(REQUIRED ACTION) In the records below, find every line with the word "writeln" and copy it.

Stored items:
+ + + + +

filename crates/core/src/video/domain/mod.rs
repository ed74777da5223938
pub mod audio_reader;
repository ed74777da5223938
use std::io::Write;
use std::sync::Mutex;

use serde::{Deserialize, Serialize};

use crate::delivery::domain::result_payload::ResultPayload;
use crate::delivery::infrastructure::delimited_payload;
use crate::pipeline::progress_reporter::ProgressReporter;

/// One machine-readable progress line of the batch protocol.
#[derive(Clone, Debug, PartialEq, Serialize, Deserialize)]
pub struct ProgressRecord {
    pub progress: u8,
    pub status: String,
}

/// Single-writer output channel for the batch protocol.
///
/// The main thread and the progress simulator both write here; the
/// mutex around the sink guarantees whole lines, never interleaved
/// fragments. Progress reporting is best-effort: write errors are
/// logged and swallowed, since a cosmetic signal must not fail the run.
pub struct StdoutChannel {
    sink: Mutex<Box<dyn Write + Send>>,
}

impl StdoutChannel {
    pub fn new(sink: Box<dyn Write + Send>) -> Self {
        Self {
            sink: Mutex::new(sink),
        }
    }

    pub fn stdout() -> Self {
        Self::new(Box::new(std::io::stdout()))
    }

    /// Emit the one delimiter-wrapped result line. Unlike progress,
    /// a failed delivery is a real error.
    pub fn deliver(&self, payload: &ResultPayload) -> Result<(), Box<dyn std::error::Error>> {
        let line = delimited_payload::encode(payload)?;
        let mut sink = self.sink.lock().map_err(|_| "output channel poisoned")?;
        writeln!(sink, "{line}")?;
        sink.flush()?;
        Ok(())
    }

    fn write_record(&self, record: &ProgressRecord) -> std::io::Result<()> {
        let line = serde_json::to_string(record)?;
        let mut sink = match self.sink.lock() {
            Ok(sink) => sink,
            Err(poisoned) => poisoned.into_inner(),
        };
        writeln!(sink, "{line}")?;
        sink.flush()
    }
}

impl ProgressReporter for StdoutChannel {
    fn report(&self, percent: u8, status: &str) {
        let record = ProgressRecord {
            progress: percent.min(100),
            status: status.to_string(),
        };
        if let Err(e) = self.write_record(&record) {
            log::warn!("Failed to write progress record: {e}");
        }
    }
}
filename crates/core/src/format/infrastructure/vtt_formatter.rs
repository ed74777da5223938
use std::fmt::Write;

use crate::audio::domain::transcript::Transcription;
use crate::format::domain::transcript_formatter::TranscriptFormatter;
use crate::format::infrastructure::timestamp::vtt_timestamp;

/// Renders WebVTT: `WEBVTT` header, then `HH:MM:SS.mmm --> HH:MM:SS.mmm`
/// cues, blank-line separated. No cue numbers.
pub struct VttFormatter;

impl TranscriptFormatter for VttFormatter {
    fn format(&self, transcription: &Transcription) -> Result<String, Box<dyn std::error::Error>> {
        let mut out = String::from("WEBVTT\n\n");
        for segment in &transcription.segments {
            writeln!(
                out,
                "{} --> {}",
                vtt_timestamp(segment.start_time),
                vtt_timestamp(segment.end_time)
            )?;
            writeln!(out, "{}", segment.text.trim())?;
            writeln!(out)?;
        }
        Ok(out)
    }
}
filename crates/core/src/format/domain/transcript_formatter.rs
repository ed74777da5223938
use crate::audio::domain::transcript::Transcription;

/// Domain interface for rendering a transcription into a text format.
pub trait TranscriptFormatter: Send {
    fn format(&self, transcription: &Transcription) -> Result<String, Box<dyn std::error::Error>>;
}
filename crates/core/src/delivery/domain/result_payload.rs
use serde::{Deserialize, Serialize};

/// The one structured result a batch run hands to its parent process.
///
/// Text is sanitized before it lands here; everything else is metadata
/// about the run.
#[derive(Clone, Debug, PartialEq, Serialize, Deserialize)]
pub struct ResultPayload {
    pub text: String,
    pub language: String,
    /// RFC 3339 local time at which the run finished.
    pub timestamp: String,
    /// Model size tag, e.g. "base".
    pub model: String,
    /// Source audio duration in seconds.
    pub duration: f64,
    /// Path of the transcript file, when persisting succeeded.
    #[serde(skip_serializing_if = "Option::is_none")]
    pub saved_file: Option<String>,
}
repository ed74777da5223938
pub mod transcribe_worker;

+ + + + +

(RESULT OF THIS TASK)
        writeln!(sink, "{line}")?;
        writeln!(sink, "{line}")?;
            writeln!(
            writeln!(out, "{}", segment.text.trim())?;
            writeln!(out)?;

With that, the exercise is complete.